On past trips, I've enjoyed the fountain, but by chance this year the Aspen Sojourner magazine, a promotional glossy distributed to tourists, offered some added information about the fountain and its designers: an article titled "Water Logged: How a computer crash almost stopped the music for Aspen's dancing fountain."

Nick DeWolf was an engineer, computer specialist, and successful entrepreneur who retired to Aspen in the early 1970s. In the late 70s, along with sculptor Travis Fulton and engineer Peter Hutter, he developed the idea for the fountain, writing software to control its random motion while they designed and built other features of the fountain. (You can see a pictorial history of their efforts here at a Flickr set of photos about Nick DeWolf. Or read his obit here.)

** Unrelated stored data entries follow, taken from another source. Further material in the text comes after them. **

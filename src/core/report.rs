use crate::domain::model::{ReconReport, RoomOutcome};
use crate::domain::ports::OutputFormat;
use crate::utils::error::Result;
use serde::Serialize;

/// Renders reconciliation results for the presentation layer.
pub struct ReportFormatter;

impl ReportFormatter {
    /// One text block per room outcome, in outcome order.
    pub fn format(rooms: &[RoomOutcome]) -> Vec<String> {
        rooms.iter().map(Self::format_room).collect()
    }

    pub fn format_room(outcome: &RoomOutcome) -> String {
        match outcome {
            RoomOutcome::Compared(r) => format!(
                "{}合计{}台分光器，合计{}个端口，其中{}个在用端口，{}个空闲端口\n匹配系统录入数据，其中录入准确{}个端口，录入有误{}个端口。",
                r.room_name, r.splitter_count, r.all_ports, r.on_count, r.off_count, r.matched, r.mismatched
            ),
            RoomOutcome::Missing { room_name } => format!("{}录入有误！", room_name),
        }
    }

    pub fn render(report: &ReconReport, format: OutputFormat) -> Result<String> {
        match format {
            OutputFormat::Text => Ok(Self::render_text(report)),
            OutputFormat::Csv => Self::render_csv(report),
            OutputFormat::Json => Self::render_json(report),
        }
    }

    pub fn render_text(report: &ReconReport) -> String {
        let mut out = format!("[{}]\n", report.status);
        for block in &report.summary {
            out.push('\n');
            out.push_str(block);
            out.push('\n');
        }
        out
    }

    pub fn render_csv(report: &ReconReport) -> Result<String> {
        let mut writer = csv::Writer::from_writer(Vec::new());
        for outcome in &report.rooms {
            writer.serialize(CsvRow::from(outcome))?;
        }
        let bytes = writer
            .into_inner()
            .map_err(|e| std::io::Error::other(e.to_string()))?;
        Ok(String::from_utf8_lossy(&bytes).into_owned())
    }

    pub fn render_json(report: &ReconReport) -> Result<String> {
        Ok(serde_json::to_string_pretty(report)?)
    }
}

#[derive(Serialize)]
struct CsvRow<'a> {
    room: &'a str,
    found: bool,
    splitters: Option<usize>,
    ports: Option<usize>,
    in_use: Option<usize>,
    free: Option<usize>,
    matched: Option<usize>,
    mismatched: Option<usize>,
    verdict: Option<String>,
}

impl<'a> From<&'a RoomOutcome> for CsvRow<'a> {
    fn from(outcome: &'a RoomOutcome) -> Self {
        match outcome {
            RoomOutcome::Compared(r) => Self {
                room: &r.room_name,
                found: true,
                splitters: Some(r.splitter_count),
                ports: Some(r.all_ports),
                in_use: Some(r.on_count),
                free: Some(r.off_count),
                matched: Some(r.matched),
                mismatched: Some(r.mismatched),
                verdict: Some(r.verdict().to_string()),
            },
            RoomOutcome::Missing { room_name } => Self {
                room: room_name,
                found: false,
                splitters: None,
                ports: None,
                in_use: None,
                free: None,
                matched: None,
                mismatched: None,
                verdict: None,
            },
        }
    }
}

#[cfg(test)]
mod tests {
    use super::*;
    use crate::domain::model::{OverallStatus, ParseStats, RoomReport, SideSummary};

    fn room(name: &str, matched: usize, mismatched: usize) -> RoomOutcome {
        RoomOutcome::Compared(RoomReport {
            room_name: name.to_string(),
            splitter_count: 3,
            all_ports: matched + mismatched,
            on_count: 5,
            off_count: 2,
            matched,
            mismatched,
        })
    }

    fn report(rooms: Vec<RoomOutcome>) -> ReconReport {
        let side = |sheet: &str| SideSummary {
            sheet: sheet.to_string(),
            rooms: 1,
            ports: 8,
            stats: ParseStats::default(),
        };
        ReconReport {
            generated_at: chrono::Utc::now(),
            status: OverallStatus::Success,
            halted: true,
            reference: side("原端口"),
            truth: side("导出表"),
            summary: ReportFormatter::format(&rooms),
            rooms,
        }
    }

    #[test]
    fn compared_room_template() {
        let blocks = ReportFormatter::format(&[room("一号机房", 6, 2)]);
        assert_eq!(
            blocks,
            vec!["一号机房合计3台分光器，合计8个端口，其中5个在用端口，2个空闲端口\n匹配系统录入数据，其中录入准确6个端口，录入有误2个端口。".to_string()]
        );
    }

    #[test]
    fn missing_room_note() {
        let blocks = ReportFormatter::format(&[RoomOutcome::Missing {
            room_name: "二号机房".to_string(),
        }]);
        assert_eq!(blocks, vec!["二号机房录入有误！".to_string()]);
    }

    #[test]
    fn text_render_leads_with_status() {
        let text = ReportFormatter::render_text(&report(vec![room("R1", 6, 2)]));
        assert!(text.starts_with("[SUCCESS]\n"));
        assert!(text.contains("R1合计3台分光器"));
    }

    #[test]
    fn csv_has_one_row_per_room() {
        let csv_text = ReportFormatter::render_csv(&report(vec![
            room("R1", 6, 2),
            RoomOutcome::Missing {
                room_name: "R2".to_string(),
            },
        ]))
        .unwrap();
        let lines: Vec<&str> = csv_text.lines().collect();

        assert_eq!(
            lines[0],
            "room,found,splitters,ports,in_use,free,matched,mismatched,verdict"
        );
        assert_eq!(lines[1], "R1,true,3,8,5,2,6,2,SUCCESS");
        assert_eq!(lines[2], "R2,false,,,,,,,");
    }

    #[test]
    fn json_carries_status_and_rooms() {
        let json = ReportFormatter::render_json(&report(vec![room("R1", 8, 0)])).unwrap();
        let value: serde_json::Value = serde_json::from_str(&json).unwrap();

        assert_eq!(value["status"], "SUCCESS");
        assert_eq!(value["halted"], true);
        assert_eq!(value["rooms"][0]["kind"], "compared");
        assert_eq!(value["rooms"][0]["matched"], 8);
        assert_eq!(value["reference"]["sheet"], "原端口");
    }
}
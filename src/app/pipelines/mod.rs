pub mod workbook_pipeline;

pub use workbook_pipeline::WorkbookPipeline;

According to "Water Logged," this critical software was almost lost -- and with it, the key to the fountain's dance. For one thing, the code was written for a now very obsolete computer in assembly language. And DeWolf had said that "its secret commands would die with him."

DeWolf died in 2006. By then he had changed his mind and in fact backed up the software. However, in 2009, all the computers that had the backups crashed, "taking the machine-specific code that conducted DeWolf's aquatic symphony with them."

A programmer named Roger Hollingsworth Jr. was found working as an operator of an earth-mover on a construction site, according to the article. Hollingsworth was able to disassemble and rewrite the original program to run on modern equipment, ensuring that Aspen's delightful fountain would keep dancing, using its "complex randomizer" to keep generating 15-minute cycles of motion that won't repeat for "hundreds of thousands of years."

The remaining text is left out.